**Listed entries:**

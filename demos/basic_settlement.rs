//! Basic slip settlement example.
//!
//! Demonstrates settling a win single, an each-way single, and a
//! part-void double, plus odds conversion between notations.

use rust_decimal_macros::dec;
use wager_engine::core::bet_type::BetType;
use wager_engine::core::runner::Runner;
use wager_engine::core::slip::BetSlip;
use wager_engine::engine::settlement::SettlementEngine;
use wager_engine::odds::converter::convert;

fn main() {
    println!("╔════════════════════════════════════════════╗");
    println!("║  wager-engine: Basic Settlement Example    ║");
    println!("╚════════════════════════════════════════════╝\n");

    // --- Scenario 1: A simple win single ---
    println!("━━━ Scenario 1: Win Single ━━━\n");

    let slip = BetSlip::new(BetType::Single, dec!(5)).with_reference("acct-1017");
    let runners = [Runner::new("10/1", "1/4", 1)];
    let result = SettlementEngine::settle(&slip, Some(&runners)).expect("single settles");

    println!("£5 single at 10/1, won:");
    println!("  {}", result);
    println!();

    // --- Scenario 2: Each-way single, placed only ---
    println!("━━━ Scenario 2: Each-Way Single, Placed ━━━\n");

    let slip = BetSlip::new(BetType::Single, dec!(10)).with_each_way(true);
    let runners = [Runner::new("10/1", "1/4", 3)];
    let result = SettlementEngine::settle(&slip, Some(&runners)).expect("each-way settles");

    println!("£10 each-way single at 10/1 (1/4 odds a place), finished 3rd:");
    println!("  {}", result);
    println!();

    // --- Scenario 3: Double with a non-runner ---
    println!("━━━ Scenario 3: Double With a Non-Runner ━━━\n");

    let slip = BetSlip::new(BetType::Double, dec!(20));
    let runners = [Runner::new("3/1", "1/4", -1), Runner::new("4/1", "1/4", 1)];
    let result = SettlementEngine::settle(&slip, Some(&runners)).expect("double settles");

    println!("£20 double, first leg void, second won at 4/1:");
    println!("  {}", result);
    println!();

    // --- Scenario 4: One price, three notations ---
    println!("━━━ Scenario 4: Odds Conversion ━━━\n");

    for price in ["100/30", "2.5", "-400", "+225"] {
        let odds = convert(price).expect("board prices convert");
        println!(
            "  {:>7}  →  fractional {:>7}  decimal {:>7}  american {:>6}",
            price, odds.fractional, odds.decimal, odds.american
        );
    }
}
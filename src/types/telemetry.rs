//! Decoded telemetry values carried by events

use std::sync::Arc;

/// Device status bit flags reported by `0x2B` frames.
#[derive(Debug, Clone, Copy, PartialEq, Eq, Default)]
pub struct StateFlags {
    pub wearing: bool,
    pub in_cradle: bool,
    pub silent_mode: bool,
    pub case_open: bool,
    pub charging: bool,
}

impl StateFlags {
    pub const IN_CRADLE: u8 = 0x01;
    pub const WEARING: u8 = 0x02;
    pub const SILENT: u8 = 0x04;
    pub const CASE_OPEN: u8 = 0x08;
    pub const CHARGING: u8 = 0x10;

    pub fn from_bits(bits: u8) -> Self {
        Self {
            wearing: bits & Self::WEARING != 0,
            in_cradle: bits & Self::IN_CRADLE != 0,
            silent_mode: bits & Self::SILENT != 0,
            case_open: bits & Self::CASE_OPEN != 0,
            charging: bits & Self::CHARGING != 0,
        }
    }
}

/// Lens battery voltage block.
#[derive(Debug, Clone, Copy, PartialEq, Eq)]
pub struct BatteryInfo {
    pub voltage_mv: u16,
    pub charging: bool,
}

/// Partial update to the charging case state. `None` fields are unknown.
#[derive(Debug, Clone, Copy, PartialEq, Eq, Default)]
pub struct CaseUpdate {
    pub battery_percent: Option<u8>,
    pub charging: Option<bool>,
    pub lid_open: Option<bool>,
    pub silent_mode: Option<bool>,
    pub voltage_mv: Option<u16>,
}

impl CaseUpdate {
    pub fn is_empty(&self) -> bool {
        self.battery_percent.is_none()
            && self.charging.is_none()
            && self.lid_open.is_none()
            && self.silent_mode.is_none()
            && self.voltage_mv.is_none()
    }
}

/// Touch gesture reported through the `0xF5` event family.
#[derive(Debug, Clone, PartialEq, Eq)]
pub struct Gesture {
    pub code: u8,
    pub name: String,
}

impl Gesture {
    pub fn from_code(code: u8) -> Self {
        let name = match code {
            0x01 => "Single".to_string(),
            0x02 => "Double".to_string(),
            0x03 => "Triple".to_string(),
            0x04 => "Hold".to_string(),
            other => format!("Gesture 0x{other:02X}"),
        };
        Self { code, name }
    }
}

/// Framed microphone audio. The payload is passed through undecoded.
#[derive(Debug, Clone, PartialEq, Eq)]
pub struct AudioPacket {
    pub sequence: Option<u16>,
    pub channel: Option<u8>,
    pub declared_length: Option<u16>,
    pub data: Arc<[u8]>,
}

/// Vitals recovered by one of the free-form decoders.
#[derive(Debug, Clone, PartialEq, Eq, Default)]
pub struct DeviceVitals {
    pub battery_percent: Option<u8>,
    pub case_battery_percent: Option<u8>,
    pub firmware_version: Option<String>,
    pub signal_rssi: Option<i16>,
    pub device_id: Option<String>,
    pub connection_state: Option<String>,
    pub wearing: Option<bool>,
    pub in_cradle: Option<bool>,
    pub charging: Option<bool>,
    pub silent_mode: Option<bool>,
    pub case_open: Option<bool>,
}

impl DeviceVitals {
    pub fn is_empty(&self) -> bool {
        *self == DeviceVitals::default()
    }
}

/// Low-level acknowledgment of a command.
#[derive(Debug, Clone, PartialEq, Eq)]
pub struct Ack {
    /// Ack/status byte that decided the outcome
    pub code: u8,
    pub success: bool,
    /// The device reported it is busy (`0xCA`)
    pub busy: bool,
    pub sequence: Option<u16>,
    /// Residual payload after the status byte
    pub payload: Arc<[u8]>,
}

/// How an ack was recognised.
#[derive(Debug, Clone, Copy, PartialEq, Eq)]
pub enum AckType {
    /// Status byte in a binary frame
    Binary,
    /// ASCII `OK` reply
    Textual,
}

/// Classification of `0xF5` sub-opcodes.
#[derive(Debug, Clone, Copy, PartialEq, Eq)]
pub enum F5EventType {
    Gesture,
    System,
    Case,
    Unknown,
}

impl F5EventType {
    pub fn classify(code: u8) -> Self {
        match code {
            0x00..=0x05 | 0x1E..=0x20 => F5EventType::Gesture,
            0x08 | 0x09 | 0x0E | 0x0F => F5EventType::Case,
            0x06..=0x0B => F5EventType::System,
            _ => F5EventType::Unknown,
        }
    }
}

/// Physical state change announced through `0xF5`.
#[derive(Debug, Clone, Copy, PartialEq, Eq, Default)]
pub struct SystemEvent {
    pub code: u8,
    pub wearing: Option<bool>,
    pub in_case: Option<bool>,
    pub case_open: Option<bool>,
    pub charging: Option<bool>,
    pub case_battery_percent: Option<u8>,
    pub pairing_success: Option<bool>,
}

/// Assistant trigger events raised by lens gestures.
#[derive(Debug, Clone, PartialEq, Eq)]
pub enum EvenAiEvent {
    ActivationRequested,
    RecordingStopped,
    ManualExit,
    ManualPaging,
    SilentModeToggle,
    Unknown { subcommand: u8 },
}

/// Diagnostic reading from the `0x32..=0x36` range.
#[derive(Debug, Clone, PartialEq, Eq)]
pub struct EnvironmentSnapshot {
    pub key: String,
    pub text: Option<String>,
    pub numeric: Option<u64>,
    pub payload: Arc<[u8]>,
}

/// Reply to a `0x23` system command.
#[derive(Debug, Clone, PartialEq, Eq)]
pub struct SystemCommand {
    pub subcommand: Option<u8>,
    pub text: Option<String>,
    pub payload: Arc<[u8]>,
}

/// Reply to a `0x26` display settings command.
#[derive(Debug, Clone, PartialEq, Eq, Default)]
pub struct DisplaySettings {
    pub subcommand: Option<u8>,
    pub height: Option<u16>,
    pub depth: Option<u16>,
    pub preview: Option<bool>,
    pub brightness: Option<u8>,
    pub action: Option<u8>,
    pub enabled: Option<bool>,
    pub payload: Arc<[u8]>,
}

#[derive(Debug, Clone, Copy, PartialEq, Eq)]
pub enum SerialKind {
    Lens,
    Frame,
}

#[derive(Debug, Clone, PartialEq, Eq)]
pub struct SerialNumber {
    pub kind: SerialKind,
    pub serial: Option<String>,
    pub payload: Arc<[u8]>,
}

* * *

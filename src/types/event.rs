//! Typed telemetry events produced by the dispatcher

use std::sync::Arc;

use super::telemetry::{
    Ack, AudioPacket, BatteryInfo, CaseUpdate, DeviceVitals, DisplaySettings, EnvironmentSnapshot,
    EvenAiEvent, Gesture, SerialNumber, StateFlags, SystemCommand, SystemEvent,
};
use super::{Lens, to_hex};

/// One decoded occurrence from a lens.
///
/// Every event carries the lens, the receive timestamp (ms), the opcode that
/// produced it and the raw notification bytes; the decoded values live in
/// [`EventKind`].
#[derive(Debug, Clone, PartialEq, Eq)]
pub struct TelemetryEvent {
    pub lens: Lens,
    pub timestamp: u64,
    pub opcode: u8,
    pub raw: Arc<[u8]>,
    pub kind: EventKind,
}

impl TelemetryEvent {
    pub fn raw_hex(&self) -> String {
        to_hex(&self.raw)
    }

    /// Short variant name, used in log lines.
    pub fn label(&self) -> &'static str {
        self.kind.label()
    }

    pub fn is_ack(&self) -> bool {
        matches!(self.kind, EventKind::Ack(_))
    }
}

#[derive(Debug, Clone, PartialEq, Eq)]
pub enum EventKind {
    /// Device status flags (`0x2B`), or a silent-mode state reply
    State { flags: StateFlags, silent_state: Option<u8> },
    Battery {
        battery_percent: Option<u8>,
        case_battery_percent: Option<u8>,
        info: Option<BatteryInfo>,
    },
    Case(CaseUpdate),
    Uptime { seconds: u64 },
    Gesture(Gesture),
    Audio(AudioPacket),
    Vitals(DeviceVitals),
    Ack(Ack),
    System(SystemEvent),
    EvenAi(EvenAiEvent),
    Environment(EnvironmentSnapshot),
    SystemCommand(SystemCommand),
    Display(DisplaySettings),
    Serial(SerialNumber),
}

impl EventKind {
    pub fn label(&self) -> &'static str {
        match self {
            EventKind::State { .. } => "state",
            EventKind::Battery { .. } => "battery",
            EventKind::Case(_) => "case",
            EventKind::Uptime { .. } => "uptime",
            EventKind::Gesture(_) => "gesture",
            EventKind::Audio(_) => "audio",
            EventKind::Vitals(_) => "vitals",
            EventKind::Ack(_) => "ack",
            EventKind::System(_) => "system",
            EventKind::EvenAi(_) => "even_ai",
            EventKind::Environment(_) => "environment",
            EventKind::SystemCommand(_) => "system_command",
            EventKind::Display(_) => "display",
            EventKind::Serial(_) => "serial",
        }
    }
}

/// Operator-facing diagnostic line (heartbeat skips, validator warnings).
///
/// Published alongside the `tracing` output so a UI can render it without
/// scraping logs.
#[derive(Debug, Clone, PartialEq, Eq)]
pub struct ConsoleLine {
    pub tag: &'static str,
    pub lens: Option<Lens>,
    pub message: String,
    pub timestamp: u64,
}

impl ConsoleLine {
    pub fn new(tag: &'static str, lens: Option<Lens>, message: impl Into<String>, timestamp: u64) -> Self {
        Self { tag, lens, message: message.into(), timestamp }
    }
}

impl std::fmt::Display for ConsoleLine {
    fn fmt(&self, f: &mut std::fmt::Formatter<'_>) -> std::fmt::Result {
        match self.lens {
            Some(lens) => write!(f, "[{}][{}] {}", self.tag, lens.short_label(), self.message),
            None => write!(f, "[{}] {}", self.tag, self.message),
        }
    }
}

**Exercise instructions:**
Show, from the listing above, each line that contains the word "produced".

**Output:**
//! Typed telemetry events produced by the dispatcher
/// produced it and the raw notification bytes; the decoded values live in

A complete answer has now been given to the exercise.